Over time plenty of people smarter than me—or at least more eloquent—have taken a stab at “what is life like?” And like anyone else who’s gotten past the age of, say, 16, I’ve given it some thought, too.
I don’t think my thoughts are any more profound than anyone else’s, but I did come up with an analogy that’s clarified in my head over time, so I thought I’d least get it down and out of my head so I could fill up that space with something else.
Until I was 12, we lived in the Northeast, and most summers we went up to visit my grandmother, who lived in Eastern Connecticut. Groton Long Point. Just across the street from Long Island Sound, in fact. Lovely spot, only a few miles from Mystic and it’s now-famous pizza place. Spent a lot of time on that small beach, and the somewhat bigger town beach up the street.
Sometimes we would go a bit farther north to visit my Uncle Harold and Aunt Maureen in Framingham, Massachusetts, or my Uncle Richie in Yarmouthport on Cape Cod, and we’d go to the beaches there. They all had a few things in common in that the waves were all that huge, and the sands shifted a lot so there were a lot of sand bars. Sometimes at Cape Cod even a little kid like I was then could wade out quite a ways, the water usually not getting more than knee or sometimes waist deep.
Bear with me; I’m getting there.
Sand bars are funny things. And the water patterns around Cape Cod and in the Sound are, too. They swirl and twist and do funny things, especially before and after storms. My parents were always careful of course, and I was a good swimmer, but the ocean is still the ocean. Undertows, rip tides, sudden waves…even on calm days the ocean likes to whap you a good one just to keep you on your toes. I remember once body surfing at Virginia Beach, thinking I was getting the hang of it when one wave literally shoved my face in the bottom for a good 10 seconds, almost like the Atlantic saying, “Pay attention, kid; you ain’t in charge here.”
The funny thing about sand bars, and the North Atlantic murk, is you can’t see jack through it most of the time. You can be wading along, 40 feet from shore, looking down at hermit crabs and sand dollars and whatnot, and then whoosh! the water is up to your waist and you can’t see a damn thing for 5, 10, 15 minutes. But you keep blithely wading along in that warm, shallow water, because you’re a dumb kid, and whoops! suddenly you’re floating in cold ocean water up to your neck because the sand bar ran out.

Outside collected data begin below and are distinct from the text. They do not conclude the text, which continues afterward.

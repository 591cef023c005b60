use std::sync::Arc;

use log::{info, warn};
use tokio::sync::watch;

use crate::backend::LocalCache;
use crate::client::models::{RoomListState, UiState};
use crate::client::services::room_aggregator::{compare_rooms, RoomAggregator};
use crate::common::error::{ChatError, ChatResult};
use crate::common::models::User;

/// The chat list screen: cached rooms first, then the live list.
pub struct ChatListViewModel {
    cache: Arc<dyn LocalCache>,
    aggregator: Arc<RoomAggregator>,
}

impl ChatListViewModel {
    pub fn new(cache: Arc<dyn LocalCache>, aggregator: Arc<RoomAggregator>) -> Self {
        Self { cache, aggregator }
    }

    pub fn subscribe(&self) -> watch::Receiver<RoomListState> {
        self.aggregator.subscribe()
    }

    pub fn aggregator(&self) -> &Arc<RoomAggregator> {
        &self.aggregator
    }

    /// Show the signed-in user's cached rooms, then follow the live list.
    /// Calling it while the live list is already followed changes nothing.
    pub async fn load_chat_rooms(&self) -> ChatResult<()> {
        let state = self.aggregator.state();
        let idle = self.aggregator.active_key().await.is_none();
        if idle {
            state.update(|s| s.ui = UiState::loading());
        }

        let user = match self.signed_in_user().await {
            Ok(user) => user,
            Err(e) => {
                state.update(|s| s.ui = UiState::failed(e.user_message()));
                return Err(e);
            }
        };

        if idle {
            match self.cache.read_rooms().await {
                Ok(cached) => {
                    let mut own: Vec<_> = cached.into_iter().filter(|r| r.involves(&user.phone_number)).collect();
                    own.sort_by(compare_rooms);
                    info!("[CHATS] showing {} cached room(s)", own.len());
                    state.update(|s| s.rooms = own);
                }
                Err(e) => warn!("[CHATS] cannot read cached rooms: {}", e),
            }
        }

        self.aggregator.start_aggregation(&user.phone_number).await
    }

    /// Returns the id of the new (or already existing) room.
    pub async fn create_new_chat_room(&self, receiver_phone: &str) -> ChatResult<String> {
        let user = self.signed_in_user().await?;
        self.aggregator.create_room(&user, receiver_phone).await
    }

    pub async fn stop(&self) {
        self.aggregator.stop().await;
    }

    async fn signed_in_user(&self) -> ChatResult<User> {
        self.cache
            .read_user()
            .await?
            .ok_or_else(|| ChatError::NotFound("User not found".to_string()))
    }
}
impl AuthViewModel {
    pub fn new(
        auth: Arc<dyn AuthService>,
        documents: Arc<dyn DocumentStore>,
        cache: Arc<dyn LocalCache>,
        settings: Arc<dyn SettingsStore>,
        config: &ClientConfig,
    ) -> Self {
        Self {
            auth,
            documents,
            cache,
            settings,
            options: AuthSettings {
                phone_country_prefix: config.phone_country_prefix.clone(),
                verification_timeout: config.verification_timeout(),
                min_password_length: config.min_password_length,
            },
            form: Mutex::new(AuthForm::default()),
            state: Observable::default(),
        }
    }

    pub fn state(&self) -> Observable<AuthUiState> {
        self.state.clone()
    }

    pub async fn form(&self) -> AuthForm {
        self.form.lock().await.clone()
    }

    pub async fn set_name(&self, name: &str) {
        self.form.lock().await.name = name.to_string();
    }

    pub async fn set_birth_date(&self, birth_date: &str) {
        self.form.lock().await.birth_date = birth_date.to_string();
    }

    pub async fn set_phone_number(&self, phone_number: &str) {
        self.form.lock().await.phone_number = phone_number.to_string();
    }

    pub async fn set_email(&self, email: &str) {
        self.form.lock().await.email = email.to_string();
    }

    pub async fn set_password(&self, password: &str) {
        self.form.lock().await.password = password.to_string();
    }

    pub async fn set_verification_code(&self, code: &str) {
        self.form.lock().await.verification_code = code.to_string();
    }

    /// True while a session is stored on this device.
    pub async fn login_status(&self) -> ChatResult<watch::Receiver<bool>> {
        self.settings.watch_flag(HAS_LOGGED_IN).await
    }

    pub async fn login(&self) -> ChatResult<()> {
        let form = self.form().await;
        self.validate(&form, false)?;
        self.begin();
        let result = self.email_login(&form).await;
        self.finish(result, LOGIN_OK)
    }

    pub async fn login_with_federated(&self, id_token: &str) -> ChatResult<()> {
        let form = self.form().await;
        self.begin();
        let result = self.federated_login(id_token, &form).await;
        self.finish(result, LOGIN_OK)
    }

    /// Ask for an SMS code for the number in the form (country prefix added).
    pub async fn send_verification_code(&self) -> ChatResult<()> {
        let form = self.form().await;
        let phone_number = form.phone_number.trim();
        if phone_number.is_empty() {
            return self.reject(ChatError::Validation("Phone number cannot be empty".to_string()));
        }
        self.begin();

        let full_number = format!("{}{}", self.options.phone_country_prefix, phone_number);
        match self.auth.request_phone_verification(&full_number, self.options.verification_timeout).await {
            Ok(PhoneVerification::CodeSent(verification_id)) => {
                info!("[AUTH] verification code sent to {}", full_number);
                self.state.update(|s| {
                    s.verification_id = Some(verification_id);
                    s.is_code_sent = true;
                    s.ui.is_loading = false;
                });
                Ok(())
            }
            Ok(PhoneVerification::AutoVerified { verification_id, code }) => {
                info!("[AUTH] {} verified without SMS", full_number);
                self.state.update(|s| s.verification_id = Some(verification_id));
                self.login_with_phone(Some(&code)).await
            }
            Err(e) => {
                let message = format!("Verification failed: {}", e.user_message());
                self.state.update(|s| s.ui = UiState::failed(message));
                Err(e)
            }
        }
    }

    /// Finish phone sign-in with `code`, or the code typed in the form.
    pub async fn login_with_phone(&self, code: Option<&str>) -> ChatResult<()> {
        let form = self.form().await;
        let code = code.map(str::to_string).unwrap_or_else(|| form.verification_code.clone());
        let verification_id = self.state.get().verification_id;

        let verification_id = match verification_id {
            Some(id) if !code.trim().is_empty() => id,
            _ => {
                return self.reject(ChatError::Validation("Verification ID or SMS code is missing".to_string()));
            }
        };

        self.begin();
        let result = self.phone_login(&verification_id, code.trim(), &form).await;
        self.finish(result, LOGIN_OK)
    }

    pub async fn register(&self) -> ChatResult<()> {
        let form = self.form().await;
        self.validate(&form, true)?;
        self.begin();
        let result = self.create_account(&form).await;
        self.finish(result, REGISTER_OK)
    }

    /// Forget the local session: cached rooms and user, backend session and settings.
    pub async fn logout(&self) -> ChatResult<()> {
        let result = async {
            self.cache.clear_rooms().await?;
            self.cache.clear_users().await?;
            self.auth.sign_out().await?;
            self.settings.clear_all().await
        }
        .await;
        match &result {
            Ok(()) => {
                info!("[AUTH] logged out");
                self.state.set(AuthUiState::default());
            }
            Err(e) => self.state.update(|s| s.ui = UiState::failed(e.user_message())),
        }
        result
    }

    fn validate(&self, form: &AuthForm, registering: bool) -> ChatResult<()> {
        let credentials = Credentials {
            name: &form.name,
            birth_date: &form.birth_date,
            email: &form.email,
            password: &form.password,
        };
        match validate_credentials(credentials, registering, self.options.min_password_length) {
            Ok(()) => Ok(()),
            Err(e) => self.reject(e),
        }
    }

    fn reject(&self, error: ChatError) -> ChatResult<()> {
        self.state.update(|s| s.ui = UiState::failed(error.user_message()));
        Err(error)
    }

    fn begin(&self) {
        self.state.update(|s| s.ui = UiState::loading());
    }

    fn finish(&self, result: ChatResult<()>, success: &str) -> ChatResult<()> {
        match &result {
            Ok(()) => self.state.update(|s| s.ui = UiState::succeeded(success)),
            Err(e) => {
                warn!("[AUTH] {}", e);
                self.state.update(|s| s.ui = UiState::failed(e.user_message()));
            }
        }
        result
    }

    async fn email_login(&self, form: &AuthForm) -> ChatResult<()> {
        let account = self.auth.sign_in_email(&form.email, &form.password).await?;
        if !account.email_verified {
            self.auth.sign_out().await?;
            return Err(AuthFailure::Rejected("Email not verified, please check your email".to_string()).into());
        }
        let profile = self.documents.get_document(USERS, &account.uid).await?.unwrap_or_default();
        self.store_session(&User::from_document(&account.uid, &profile)).await
    }

    async fn federated_login(&self, id_token: &str, form: &AuthForm) -> ChatResult<()> {
        let account = self.auth.sign_in_federated(id_token).await?;
        if self.documents.get_document(USERS, &account.uid).await?.is_none() {
            info!("[AUTH] first federated sign-in for {}, creating profile", account.uid);
            let profile = profile_document(&account, account.display_name.clone(), &form.birth_date);
            self.documents.set_document(USERS, &account.uid, profile).await?;
        }
        let profile = self
            .documents
            .get_document(USERS, &account.uid)
            .await?
            .ok_or_else(|| ChatError::NotFound("User profile not found".to_string()))?;
        self.store_session(&User::from_document(&account.uid, &profile)).await
    }

    async fn phone_login(&self, verification_id: &str, code: &str, form: &AuthForm) -> ChatResult<()> {
        let account = self.auth.sign_in_phone(verification_id, code).await?;
        let profile = self.documents.get_document(USERS, &account.uid).await?.unwrap_or_default();
        let mut user = User::from_document(&account.uid, &profile);
        // the membership key is the number as typed, without the country prefix
        user.phone_number = form.phone_number.trim().to_string();
        self.store_session(&user).await
    }

    async fn create_account(&self, form: &AuthForm) -> ChatResult<()> {
        let account = self.auth.sign_up(&form.email, &form.password).await?;
        self.auth.update_display_name(&form.name).await?;
        self.auth.send_email_verification().await?;

        let mut profile = profile_document(&account, Some(form.name.clone()), &form.birth_date);
        profile.insert("email".to_string(), json!(form.email));
        profile.insert("phone_number".to_string(), json!(form.phone_number.trim()));
        self.documents.set_document(USERS, &account.uid, profile).await?;
        info!("[AUTH] registered {}", account.uid);
        Ok(())
    }

    async fn store_session(&self, user: &User) -> ChatResult<()> {
        self.cache.upsert_user(user).await?;
        self.settings.set_flag(HAS_LOGGED_IN, true).await?;
        info!("[AUTH] session stored for {}", user.uid);
        Ok(())
    }
}
pub mod auth_service;
pub mod chat_list;
pub mod contacts_service;
pub mod profile_service;
pub mod room_aggregator;
pub mod validation;

pub use auth_service::{AuthForm, AuthViewModel};
pub use chat_list::ChatListViewModel;
pub use contacts_service::ContactsViewModel;
pub use profile_service::ProfileViewModel;
pub use room_aggregator::{AggregatorOptions, RoomAggregator};
pub mod config;
pub mod database;
pub mod models;
pub mod services;

pub use config::{ClientConfig, RealtimeBackend};
pub use database::Database;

Or maybe you’re even feeling your way carefully along the sandbar, your eyes squinted against the glare of the sun glinting off the top of the water, thinking you’re being so clever, and WHAP! a wave hits you from behind and you come up sputtering and spitting out salt water, thrashing and trying to get your balance and breast-stroking back towards shore with your toes feeling for the bottom, hoping you don’t have to put your head down and swim against a fucking rip tide.
That’s life, isn’t it?
You’re wading through that water, and sometimes it’s warm and shallow, and sometimes it’s deep and cold, and sometimes the damn bottom just drops out without warning, or a wave whacks you from behind for no particular reason you can see. And you just have to do your damn best to scramble back onto whatever the nearest dry land is handy, even if it’s only a toehold on a sandbar that’s 5′ below the waterline.
And furthermore, for white folks, we got a lot more—and a lot shallower—sandbars to walk across. And the rich folks, well, they’re not even at Cape Cod, they’re in the damn Bahamas, and the water is crystal friggin’ clear for two fathoms down, filled with pretty fish, and warm as a mother’s kiss, and chock-full of man-made sandbars and stocked with lifeguards, just in case. Whereas PoC in this country just got heaved into the cold North Atlantic off Nova Scotia and damned if there’s any sandbars.
I know; not the most poet analogy, but I’m a prose stylist, not a poet. I hope you see the point, though. And the real point is: This is why we need friends. Friends on the shore, so we don’t all have to be wading and swimming at once. Friends maybe with boats and life preservers and surf boards. And we needs to help those folks off Nova Scotia, cuz it’s not their fault they got chucked in there, is it?
And we certainly shouldn’t be tying heavy weights to their feet and asking why they’re drowning.